We are intervening militarily in Africa, in Iraq and in Syria. We are fighting barbarity in order to come to the aid of peoples, to restore peace. As I said here yesterday, and as everyone has said: our armed forces, our diplomacy, under the leadership of the Head of State, are fully mobilized, because, as we know, the solution to the refugee crisis lies essentially in those countries!
But the solution is also in Europe. As early as August 2014 – it is important to remember this, since memory is useful in any debate – the Minister of the Interior, Bernard Cazeneuve, at the request of the President of the Republic, on visits to a number of European capitals, urged Europe to take steps in view of the deteriorating migration situation. Not in August 2015, in August 2014! We put forward at that time a road map based on our principles of humanity, solidarity, control and firmness. That road map proposed for the first time a holistic solution addressing all the issues.
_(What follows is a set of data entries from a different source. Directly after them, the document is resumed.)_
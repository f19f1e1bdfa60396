//! 编译错误
//!
//! The backend only ever receives programs the semantic passes accepted, so every
//! variant here is an internal fault. None of them is recoverable; compilation of
//! the unit stops at the first one.

use thiserror::Error;

/// 编译错误
#[derive(Debug, Clone, PartialEq, Eq, Error)]
pub enum CompileError {
    /// AST 形状无法降级
    #[error("unsupported construct in `{method}`: {construct}")]
    Unsupported { method: String, construct: String },

    /// 符号表或变量表中找不到名字
    #[error("lookup of `{name}` failed in `{method}`")]
    Lookup { method: String, name: String },

    /// 干涉图与变量表不一致
    #[error("register allocation invariant violated in `{method}`: {detail}")]
    Allocator { method: String, detail: String },

    /// 字节码生成失败
    #[error("cannot emit `{method}`: {detail}")]
    Emit { method: String, detail: String },
}

impl CompileError {
    pub fn unsupported(
        method: &str,
        construct: impl Into<String>,
    ) -> Self {
        CompileError::Unsupported {
            method: method.to_string(),
            construct: construct.into(),
        }
    }

    pub fn lookup(
        method: &str,
        name: &str,
    ) -> Self {
        CompileError::Lookup {
            method: method.to_string(),
            name: name.to_string(),
        }
    }

    pub fn allocator(
        method: &str,
        detail: impl Into<String>,
    ) -> Self {
        CompileError::Allocator {
            method: method.to_string(),
            detail: detail.into(),
        }
    }

    pub fn emit(
        method: &str,
        detail: impl Into<String>,
    ) -> Self {
        CompileError::Emit {
            method: method.to_string(),
            detail: detail.into(),
        }
    }

    /// Method the failure is localized to
    pub fn method(&self) -> &str {
        match self {
            CompileError::Unsupported { method, .. }
            | CompileError::Lookup { method, .. }
            | CompileError::Allocator { method, .. }
            | CompileError::Emit { method, .. } => method,
        }
    }
}

pub type CompileResult<T> = Result<T, CompileError>;
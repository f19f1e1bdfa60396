//! 指令选择
//!
//! Opcode mnemonics keyed by [`TypeTag`].

use crate::middle::ir::BinaryOperator;
use crate::middle::types::TypeTag;

/// `iload` / `aload`, with the `_n` short form for slots 0..=3
pub fn load(
    ty: &TypeTag,
    slot: u16,
) -> String {
    with_slot(if ty.is_reference() { "aload" } else { "iload" }, slot)
}

/// `istore` / `astore`, with the `_n` short form for slots 0..=3
pub fn store(
    ty: &TypeTag,
    slot: u16,
) -> String {
    with_slot(if ty.is_reference() { "astore" } else { "istore" }, slot)
}

fn with_slot(
    base: &str,
    slot: u16,
) -> String {
    if slot <= 3 {
        format!("{}_{}", base, slot)
    } else {
        format!("{} {}", base, slot)
    }
}

/// Smallest instruction pushing the integer constant `value`
pub fn push_int(value: i32) -> String {
    match value {
        -1 => "iconst_m1".to_string(),
        0..=5 => format!("iconst_{}", value),
        v if i8::try_from(v).is_ok() => format!("bipush {}", v),
        v if i16::try_from(v).is_ok() => format!("sipush {}", v),
        v => format!("ldc {}", v),
    }
}

/// Arithmetic / logical opcode; `None` for comparisons
pub fn arithmetic(op: BinaryOperator) -> Option<&'static str> {
    match op {
        BinaryOperator::Add => Some("iadd"),
        BinaryOperator::Sub => Some("isub"),
        BinaryOperator::Mul => Some("imul"),
        BinaryOperator::Div => Some("idiv"),
        BinaryOperator::And => Some("iand"),
        BinaryOperator::Or => Some("ior"),
        _ => None,
    }
}

/// Condition code suffix (`lt`, `ge`, ...) of a comparison
pub fn condition_code(op: BinaryOperator) -> Option<&'static str> {
    match op {
        BinaryOperator::Lt => Some("lt"),
        BinaryOperator::Le => Some("le"),
        BinaryOperator::Gt => Some("gt"),
        BinaryOperator::Ge => Some("ge"),
        BinaryOperator::Eq => Some("eq"),
        BinaryOperator::Ne => Some("ne"),
        _ => None,
    }
}

pub fn return_op(ty: &TypeTag) -> &'static str {
    match ty {
        TypeTag::Void => "return",
        ty if ty.is_reference() => "areturn",
        _ => "ireturn",
    }
}

/// Element load opcode for an array of `elem`
pub fn array_load(elem: &TypeTag) -> &'static str {
    match elem {
        TypeTag::Bool => "baload",
        ty if ty.is_reference() => "aaload",
        _ => "iaload",
    }
}

/// Element store opcode for an array of `elem`
pub fn array_store(elem: &TypeTag) -> &'static str {
    match elem {
        TypeTag::Bool => "bastore",
        ty if ty.is_reference() => "aastore",
        _ => "iastore",
    }
}

/// `iinc` constants must fit a signed byte
pub fn fits_iinc(delta: i32) -> bool {
    i8::try_from(delta).is_ok()
}
//! 复制合并
//!
//! Names connected by direct copies `x := y` form chains (connected components
//! of the assignment graph). A chain shares one register, but only members that
//! do not interfere with each other are merged: a member conflicting with a
//! group starts or joins another group.

use super::interference::InterferenceGraph;
use crate::middle::ir::Method;
use indexmap::{IndexMap, IndexSet};

/// Undirected graph of direct copies between `candidates`
pub fn assignment_graph(
    method: &Method,
    candidates: &IndexSet<String>,
) -> IndexMap<String, IndexSet<String>> {
    let mut graph: IndexMap<String, IndexSet<String>> = IndexMap::new();
    for instr in &method.instructions {
        let Some((dest, src)) = instr.as_copy() else {
            continue;
        };
        if dest.name == src.name || !candidates.contains(&dest.name) || !candidates.contains(&src.name) {
            continue;
        }
        graph
            .entry(dest.name.clone())
            .or_default()
            .insert(src.name.clone());
        graph
            .entry(src.name.clone())
            .or_default()
            .insert(dest.name.clone());
    }
    graph
}

/// Connected components with at least two members, members in `order`
pub fn copy_components(
    graph: &IndexMap<String, IndexSet<String>>,
    order: &IndexSet<String>,
) -> Vec<Vec<String>> {
    let mut seen: IndexSet<&str> = IndexSet::new();
    let mut components = Vec::new();

    for start in order {
        if !graph.contains_key(start) || seen.contains(start.as_str()) {
            continue;
        }
        let mut members: IndexSet<&str> = IndexSet::new();
        let mut stack = vec![start.as_str()];
        while let Some(node) = stack.pop() {
            if !members.insert(node) {
                continue;
            }
            if let Some(next) = graph.get(node) {
                stack.extend(next.iter().map(String::as_str).filter(|n| !members.contains(n)));
            }
        }
        seen.extend(members.iter().copied());

        let component: Vec<String> = order
            .iter()
            .filter(|name| members.contains(name.as_str()))
            .cloned()
            .collect();
        if component.len() >= 2 {
            components.push(component);
        }
    }
    components
}

/// Split a component into groups whose members are pairwise non-interfering
pub fn split_interfering(
    component: &[String],
    interference: &InterferenceGraph,
) -> Vec<Vec<String>> {
    let mut groups: Vec<Vec<String>> = Vec::new();
    for name in component {
        let slot = groups
            .iter_mut()
            .find(|group| group.iter().all(|member| !interference.interferes(member, name)));
        match slot {
            Some(group) => group.push(name.clone()),
            None => groups.push(vec![name.clone()]),
        }
    }
    groups
}

/// Coalesced chains: groups of at least two names that will share a register
pub fn coalesced_chains(
    method: &Method,
    candidates: &IndexSet<String>,
    interference: &InterferenceGraph,
) -> Vec<Vec<String>> {
    let graph = assignment_graph(method, candidates);
    copy_components(&graph, candidates)
        .iter()
        .flat_map(|component| split_interfering(component, interference))
        .filter(|group| group.len() >= 2)
        .collect()
}
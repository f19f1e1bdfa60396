//! jmmc: a J-- compiler backend
//!
//! Lowers a typed AST of a small Java subset into a three-address IR, assigns
//! virtual registers by liveness-driven graph coloring and emits Jasmin
//! assembly for the JVM.
//!
//! # Example
//!
//! ```no_run
//! use jmmc::{compile_file, util::config::CompilerConfig, Result};
//! use std::path::Path;
//!
//! fn main() -> Result<()> {
//!     let compilation = compile_file(Path::new("Simple.json"), &CompilerConfig::default())?;
//!     print!("{}", compilation.jasmin);
//!     Ok(())
//! }
//! ```

#![warn(rust_2018_idioms)]

pub mod backend;
pub mod driver;
pub mod error;
pub mod frontend;
pub mod middle;

// Utility modules
pub mod util;

// Re-exports
pub use anyhow::{Context, Result};
pub use driver::{compile, compile_file, compile_with_symbols, load_program, Compilation};
pub use error::{CompileError, CompileResult};

/// Crate version
pub const VERSION: &str = env!("CARGO_PKG_VERSION");

/// Tool name
pub const NAME: &str = "jmmc (J-- compiler backend)";
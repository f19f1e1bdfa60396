//! Typed AST handed over by the semantic-analysis passes
//!
//! 前端（解析 + 语义分析）不在本 crate 中实现；这里只定义它与后端之间的数据契约。
//! 每个表达式节点都带有语义分析阶段解析出的类型。

use serde::{Deserialize, Serialize};

/// Source-level type as written (and resolved) by the front end
#[derive(Debug, Clone, PartialEq, Eq, Hash, Serialize, Deserialize)]
pub enum SourceType {
    Int,
    Boolean,
    Void,
    /// A class name, either the current class, an imported class or `String`
    Class(String),
    Array(Box<SourceType>),
}

impl SourceType {
    /// `int[]`
    pub fn int_array() -> Self {
        SourceType::Array(Box::new(SourceType::Int))
    }

    pub fn class(name: &str) -> Self {
        SourceType::Class(name.to_string())
    }
}

/// Binary operators of the language
#[derive(Debug, Clone, Copy, PartialEq, Eq, Hash, Serialize, Deserialize)]
pub enum BinOp {
    Add,
    Sub,
    Mul,
    Div,
    Lt,
    Le,
    Gt,
    Ge,
    Eq,
    Ne,
    And,
    Or,
}

/// Unary operators of the language
#[derive(Debug, Clone, Copy, PartialEq, Eq, Hash, Serialize, Deserialize)]
pub enum UnOp {
    Not,
}

/// Typed expression
#[derive(Debug, Clone, PartialEq, Serialize, Deserialize)]
pub struct Expr {
    pub kind: ExprKind,
    /// Type resolved by the semantic pass
    pub ty: SourceType,
}

/// Expression kinds
#[derive(Debug, Clone, PartialEq, Serialize, Deserialize)]
pub enum ExprKind {
    IntLit(i32),
    BoolLit(bool),
    /// Local, parameter, field or (as a call receiver) class name
    Ident(String),
    This,
    Binary {
        op: BinOp,
        lhs: Box<Expr>,
        rhs: Box<Expr>,
    },
    Unary {
        op: UnOp,
        operand: Box<Expr>,
    },
    Paren(Box<Expr>),
    /// `new C()`
    NewObject(String),
    /// `new int[n]`
    NewArray {
        elem: SourceType,
        length: Box<Expr>,
    },
    Call {
        receiver: Box<Expr>,
        method: String,
        args: Vec<Expr>,
    },
    Index {
        array: Box<Expr>,
        index: Box<Expr>,
    },
    Length(Box<Expr>),
}

impl Expr {
    pub fn new(
        kind: ExprKind,
        ty: SourceType,
    ) -> Self {
        Self { kind, ty }
    }

    pub fn int(value: i32) -> Self {
        Self::new(ExprKind::IntLit(value), SourceType::Int)
    }

    pub fn bool(value: bool) -> Self {
        Self::new(ExprKind::BoolLit(value), SourceType::Boolean)
    }

    pub fn ident(
        name: &str,
        ty: SourceType,
    ) -> Self {
        Self::new(ExprKind::Ident(name.to_string()), ty)
    }

    pub fn this(class: &str) -> Self {
        Self::new(ExprKind::This, SourceType::class(class))
    }

    /// Builds a binary expression, typing it from the operator
    pub fn binary(
        op: BinOp,
        lhs: Expr,
        rhs: Expr,
    ) -> Self {
        let ty = match op {
            BinOp::Add | BinOp::Sub | BinOp::Mul | BinOp::Div => SourceType::Int,
            _ => SourceType::Boolean,
        };
        Self::new(
            ExprKind::Binary {
                op,
                lhs: Box::new(lhs),
                rhs: Box::new(rhs),
            },
            ty,
        )
    }

    pub fn not(operand: Expr) -> Self {
        Self::new(
            ExprKind::Unary {
                op: UnOp::Not,
                operand: Box::new(operand),
            },
            SourceType::Boolean,
        )
    }

    pub fn call(
        receiver: Expr,
        method: &str,
        args: Vec<Expr>,
        ty: SourceType,
    ) -> Self {
        Self::new(
            ExprKind::Call {
                receiver: Box::new(receiver),
                method: method.to_string(),
                args,
            },
            ty,
        )
    }
}

/// Statements
#[derive(Debug, Clone, PartialEq, Serialize, Deserialize)]
pub enum Stmt {
    Block(Vec<Stmt>),
    If {
        cond: Expr,
        then_branch: Box<Stmt>,
        else_branch: Option<Box<Stmt>>,
    },
    While {
        cond: Expr,
        body: Box<Stmt>,
    },
    /// `target = value;`
    Assign {
        target: String,
        value: Expr,
    },
    /// `target[index] = value;`
    ArrayAssign {
        target: String,
        index: Expr,
        value: Expr,
    },
    Expr(Expr),
    Return(Option<Expr>),
}

/// Variable declaration (field, parameter or local)
#[derive(Debug, Clone, PartialEq, Eq, Serialize, Deserialize)]
pub struct VarDecl {
    pub name: String,
    pub ty: SourceType,
}

impl VarDecl {
    pub fn new(
        name: &str,
        ty: SourceType,
    ) -> Self {
        Self {
            name: name.to_string(),
            ty,
        }
    }
}

/// Method declaration
#[derive(Debug, Clone, PartialEq, Serialize, Deserialize)]
pub struct MethodDecl {
    pub name: String,
    #[serde(default = "default_public")]
    pub is_public: bool,
    #[serde(default)]
    pub is_static: bool,
    pub return_type: SourceType,
    #[serde(default)]
    pub params: Vec<VarDecl>,
    #[serde(default)]
    pub locals: Vec<VarDecl>,
    #[serde(default)]
    pub body: Vec<Stmt>,
}

fn default_public() -> bool {
    true
}

/// Class declaration
#[derive(Debug, Clone, PartialEq, Serialize, Deserialize)]
pub struct ClassDecl {
    pub name: String,
    #[serde(default)]
    pub extends: Option<String>,
    #[serde(default)]
    pub fields: Vec<VarDecl>,
    #[serde(default)]
    pub methods: Vec<MethodDecl>,
}

/// One compilation unit: imports plus exactly one class
#[derive(Debug, Clone, PartialEq, Serialize, Deserialize)]
pub struct Program {
    /// Dotted import paths, e.g. `java.util.List` or `io`
    #[serde(default)]
    pub imports: Vec<String>,
    pub class: ClassDecl,
}
//! Protocol module - wire format, framing, and response primitives.
//!
//! This module implements the device-bound byte layout:
//! - 4-byte little-endian length header
//! - Chunking of the header/payload stream into 64-byte blocks
//! - Response decoding (integrity digest, error text)

mod framer;
mod wire_format;

pub use framer::frame;
pub use wire_format::{response_text, Digest, Header, DIGEST_SIZE, HEADER_SIZE, MAX_BLOCK_SIZE};
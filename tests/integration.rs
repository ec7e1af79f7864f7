//! Integration tests for bulkwire.
//!
//! These tests drive the full pipeline (framing, transfer engine,
//! transport) over the scripted mock transport.

use bulkwire::protocol::{frame, DIGEST_SIZE, HEADER_SIZE, MAX_BLOCK_SIZE};
use bulkwire::{engine, BulkwireError, MockOp, MockTransport, Stage, TransportError};

const DIGEST: [u8; DIGEST_SIZE] = [0xA7; DIGEST_SIZE];

/// Script one ack per block except the last, then the digest.
fn device_for(block_count: usize) -> MockTransport {
    MockTransport::new().acks(block_count - 1).respond(&DIGEST)
}

/// A multi-block payload travels in order and comes back with the digest.
#[tokio::test]
async fn test_multi_block_send_returns_digest() {
    let payload: Vec<u8> = (0..500).map(|i| (i % 256) as u8).collect();
    let blocks = frame(&payload);
    assert_eq!(blocks.len(), (HEADER_SIZE + 500).div_ceil(MAX_BLOCK_SIZE));

    let mut transport = device_for(blocks.len());
    let digest = engine::send(&payload, &mut transport).await.unwrap();

    assert_eq!(digest.as_bytes(), &DIGEST);

    // The wire saw exactly the framed blocks, in frame order
    let sent = transport.writes();
    assert_eq!(sent.len(), blocks.len());
    for (sent_block, block) in sent.iter().zip(&blocks) {
        assert_eq!(sent_block, &block[..]);
    }
}

/// An empty payload still produces one block: the header alone.
#[tokio::test]
async fn test_empty_payload_is_a_single_header_block() {
    let mut transport = MockTransport::new().respond(&DIGEST);

    let digest = engine::send(&[], &mut transport).await.unwrap();

    assert_eq!(digest.as_bytes(), &DIGEST);
    assert_eq!(transport.writes(), vec![vec![0u8, 0, 0, 0]]);
}

/// A 60-byte payload fills one block exactly; no empty trailing block.
#[tokio::test]
async fn test_payload_filling_one_block_exactly() {
    let payload = [0x42u8; 60];
    let mut transport = MockTransport::new().respond(&DIGEST);

    engine::send(&payload, &mut transport).await.unwrap();

    let sent = transport.writes();
    assert_eq!(sent.len(), 1);
    assert_eq!(sent[0].len(), MAX_BLOCK_SIZE);
    assert_eq!(&sent[0][..HEADER_SIZE], &60u32.to_le_bytes());
    assert_eq!(&sent[0][HEADER_SIZE..], &payload);
}

/// Every block is written, then read, before the next block goes out.
#[tokio::test]
async fn test_strict_write_then_read_order() {
    let payload = [0u8; 1000];
    let blocks = frame(&payload);
    let mut transport = device_for(blocks.len());

    engine::send(&payload, &mut transport).await.unwrap();

    let ops = transport.ops();
    assert_eq!(ops.len(), blocks.len() * 2);
    for (i, pair) in ops.chunks(2).enumerate() {
        match &pair[0] {
            MockOp::Write(block) => assert_eq!(block, &blocks[i][..]),
            other => panic!("expected a write at op {}: {:?}", i * 2, other),
        }
        assert_eq!(pair[1], MockOp::Read { max_len: MAX_BLOCK_SIZE });
    }
}

/// A device error response mid-stream aborts the transfer immediately.
#[tokio::test]
async fn test_device_error_stops_the_stream() {
    let payload = [0u8; 300];
    let blocks = frame(&payload);
    let mut transport = MockTransport::new().acks(1).respond(b"Unexpected sequence");

    let err = engine::send(&payload, &mut transport).await.unwrap_err();

    assert_eq!(
        err.to_string(),
        "device reported an error at block 1: Unexpected sequence"
    );
    // Blocks 0 and 1 went out, nothing after
    assert_eq!(transport.writes().len(), 2);
    assert!(transport.writes().len() < blocks.len());
}

/// An empty response to the final block means the device wanted more.
#[tokio::test]
async fn test_incomplete_handshake_on_final_block() {
    let payload = [0u8; 100];
    let blocks = frame(&payload);
    let mut transport = MockTransport::new().acks(blocks.len());

    let err = engine::send(&payload, &mut transport).await.unwrap_err();

    assert!(matches!(err, BulkwireError::IncompleteHandshake));
    assert_eq!(
        err.to_string(),
        "device expected more data than the header announced"
    );
}

/// A final response that is neither empty nor 32 bytes is a device error.
#[tokio::test]
async fn test_short_final_response_is_a_device_error() {
    let mut transport = MockTransport::new().respond(&[0x21; 5]);

    let err = engine::send(b"hi", &mut transport).await.unwrap_err();

    match err {
        BulkwireError::DeviceReportedError { index, message } => {
            assert_eq!(index, 0);
            assert_eq!(message.len(), 5);
        }
        other => panic!("unexpected error: {:?}", other),
    }
}

/// Transport failures carry the stage and the block index.
#[tokio::test]
async fn test_transport_failure_classification() {
    let payload = [0u8; 300];

    let mut transport = MockTransport::new()
        .acks(4)
        .fail_write_at(2, TransportError::Closed);
    let err = engine::send(&payload, &mut transport).await.unwrap_err();
    match err {
        BulkwireError::TransferFailed { stage, index, .. } => {
            assert_eq!(stage, Stage::Send);
            assert_eq!(index, 2);
        }
        other => panic!("unexpected error: {:?}", other),
    }

    let mut transport = MockTransport::new()
        .acks(2)
        .fail_read(TransportError::TimedOut);
    let err = engine::send(&payload, &mut transport).await.unwrap_err();
    match err {
        BulkwireError::TransferFailed { stage, index, .. } => {
            assert_eq!(stage, Stage::Receive);
            assert_eq!(index, 2);
        }
        other => panic!("unexpected error: {:?}", other),
    }
}

/// `send` is exactly `frame` plus `transfer`.
#[tokio::test]
async fn test_send_matches_manual_frame_and_transfer() {
    let payload: Vec<u8> = (0..200).map(|i| (i * 7 % 256) as u8).collect();
    let blocks = frame(&payload);

    let mut sent_transport = device_for(blocks.len());
    let sent_digest = engine::send(&payload, &mut sent_transport).await.unwrap();

    let mut manual_transport = device_for(blocks.len());
    let manual_digest = engine::transfer(&blocks, &mut manual_transport)
        .await
        .unwrap();

    assert_eq!(sent_digest, manual_digest);
    assert_eq!(sent_transport.writes(), manual_transport.writes());
}
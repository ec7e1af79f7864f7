//! Send a message to a connected device and print its digest.
//!
//! This example demonstrates the caller side of the transport contract:
//! - Find the device by VID/PID and claim interface 0
//! - Pick the first bulk OUT and IN endpoints from the descriptors
//! - Run one transfer and print the digest in hex
//!
//! # Running
//!
//! ```sh
//! RUST_LOG=bulkwire=trace cargo run --example send
//! ```

use std::time::Duration;

use nusb::transfer::{Direction, EndpointType};
use tracing_subscriber::EnvFilter;

use bulkwire::{engine, UsbTransport};

/// Vendor ID of the target device.
const VENDOR_ID: u16 = 0x0000;
/// Product ID of the target device.
const PRODUCT_ID: u16 = 0x0001;

#[tokio::main]
async fn main() -> Result<(), Box<dyn std::error::Error>> {
    tracing_subscriber::fmt()
        .with_env_filter(EnvFilter::from_default_env())
        .init();

    // Find and open the device
    let info = nusb::list_devices()?
        .find(|d| d.vendor_id() == VENDOR_ID && d.product_id() == PRODUCT_ID)
        .ok_or("device not found")?;
    let device = info.open()?;
    let interface = device.claim_interface(0)?;

    // First bulk endpoint in each direction on interface 0, alt 0
    let config = device.active_configuration()?;
    let mut endpoint_out = None;
    let mut endpoint_in = None;
    for group in config.interfaces() {
        if group.interface_number() != 0 {
            continue;
        }
        for alt in group.alt_settings() {
            if alt.alternate_setting() != 0 {
                continue;
            }
            for endpoint in alt.endpoints() {
                if endpoint.transfer_type() != EndpointType::Bulk {
                    continue;
                }
                match endpoint.direction() {
                    Direction::Out => {
                        if endpoint_out.is_none() {
                            endpoint_out = Some(endpoint.address());
                        }
                    }
                    Direction::In => {
                        if endpoint_in.is_none() {
                            endpoint_in = Some(endpoint.address());
                        }
                    }
                }
            }
        }
    }
    let endpoint_out = endpoint_out.ok_or("no bulk OUT endpoint on interface 0")?;
    let endpoint_in = endpoint_in.ok_or("no bulk IN endpoint on interface 0")?;

    let mut transport = UsbTransport::new(interface, endpoint_out, endpoint_in)
        .with_timeout(Duration::from_secs(5));

    // A message long enough to span several blocks
    let message = "Hello from the host! ".repeat(12);
    let digest = engine::send(message.as_bytes(), &mut transport).await?;

    println!("sent {} bytes", message.len());
    println!("digest: {}", digest);

    Ok(())
}
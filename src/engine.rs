//! Transfer engine - drives framed blocks across a transport.
//!
//! The engine owns sequencing and response classification. One block is
//! written and its response fully read before the next block goes out;
//! there is no pipelining and no retry. Responses are classified by
//! block position:
//! - mid-stream block: an empty response acknowledges it, anything else
//!   is an error the device spelled out
//! - final block: a 32-byte response is the integrity digest, an empty
//!   response means the device still expected data, anything else is
//!   again a device error
//!
//! # Example
//!
//! ```
//! use bulkwire::{engine, MockTransport};
//!
//! # #[tokio::main(flavor = "current_thread")]
//! # async fn main() -> bulkwire::Result<()> {
//! let digest = [0x11u8; 32];
//! let mut transport = MockTransport::new().respond(&digest);
//!
//! let got = engine::send(b"ping", &mut transport).await?;
//! assert_eq!(got.as_bytes(), &digest);
//! # Ok(())
//! # }
//! ```

use bytes::Bytes;

use crate::error::{BulkwireError, Result, Stage, TransportError};
use crate::protocol::{frame, response_text, Digest, MAX_BLOCK_SIZE};
use crate::transport::Transport;

/// Frame a payload and transfer it in one call.
///
/// Returns the digest the device computed over the payload.
pub async fn send<T: Transport>(payload: &[u8], transport: &mut T) -> Result<Digest> {
    let blocks = frame(payload);
    transfer(&blocks, transport).await
}

/// Transfer an already-framed block sequence.
///
/// Blocks must come from [`frame`](crate::protocol::frame) (or follow
/// its layout); passing an empty sequence is host-side misuse and fails
/// with [`BulkwireError::Protocol`].
pub async fn transfer<T: Transport>(blocks: &[Bytes], transport: &mut T) -> Result<Digest> {
    let last = match blocks.len().checked_sub(1) {
        Some(last) => last,
        None => {
            return Err(BulkwireError::Protocol(
                "cannot transfer an empty block sequence".to_string(),
            ))
        }
    };

    tracing::debug!("Transferring {} block(s)", blocks.len());

    for (index, block) in blocks[..last].iter().enumerate() {
        let response = exchange(transport, block, index).await?;
        if !response.is_empty() {
            return Err(BulkwireError::DeviceReportedError {
                index,
                message: response_text(&response),
            });
        }
        tracing::trace!("Block {} acknowledged ({} bytes sent)", index, block.len());
    }

    let response = exchange(transport, &blocks[last], last).await?;
    if response.is_empty() {
        return Err(BulkwireError::IncompleteHandshake);
    }
    match Digest::from_slice(&response) {
        Some(digest) => {
            tracing::debug!("Transfer complete: {} block(s), digest {}", blocks.len(), digest);
            Ok(digest)
        }
        None => Err(BulkwireError::DeviceReportedError {
            index: last,
            message: response_text(&response),
        }),
    }
}

/// Write one block, then read its response.
async fn exchange<T: Transport>(
    transport: &mut T,
    block: &[u8],
    index: usize,
) -> Result<Vec<u8>> {
    transport
        .write(block)
        .await
        .map_err(|source| failed(Stage::Send, index, source))?;
    transport
        .read(MAX_BLOCK_SIZE)
        .await
        .map_err(|source| failed(Stage::Receive, index, source))
}

fn failed(stage: Stage, index: usize, source: TransportError) -> BulkwireError {
    tracing::error!("{} failed at block {}: {}", stage, index, source);
    BulkwireError::TransferFailed {
        stage,
        index,
        source,
    }
}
First, control of the external borders of the European Union – that is obviously the key issue – by strengthening the action of Frontex in the Mediterranean, which have gradually replaced Italy’s Mare Nostrum operation. Because Mare Nostrum was a courageous initiative on the part of Italy acting alone to save lives, but which resulted in greater numbers rescued and greater numbers of deaths – the people-smugglers seized on such rescues at sea as a pretext for stepping up their deadly traffic.
Additionally, control of external borders must also involve more effective identification, in accordance with the Dublin regulation – I stress this – of individuals eligible for international protection. And lastly, I repeat, it must involve a more active policy of returning those not eligible for it.
The second component of that same road map: a determined effort to combat illegal immigration rings, people-smugglers, traffickers – the slave-masters of modern times, as described by one of you.
The third component: stronger cooperation between the European Union and countries of origin and transit, in order to stabilize populations, assist them in controlling their borders and, of course, provide the necessary humanitarian aid.
The road map we put forward made a substantial contribution to the policy decided on by the European Union. This was formalized particularly in the European Agenda on Migration of 13 May 2015. Since then, our position, despite the emotive context, the tumult, the debate, has remained unchanged. But once again, we have an obligation to speak the truth. We may regret that France’s new awareness, its action and its proposals have not been sufficiently shared, notably at the latest meeting of the European Council in June.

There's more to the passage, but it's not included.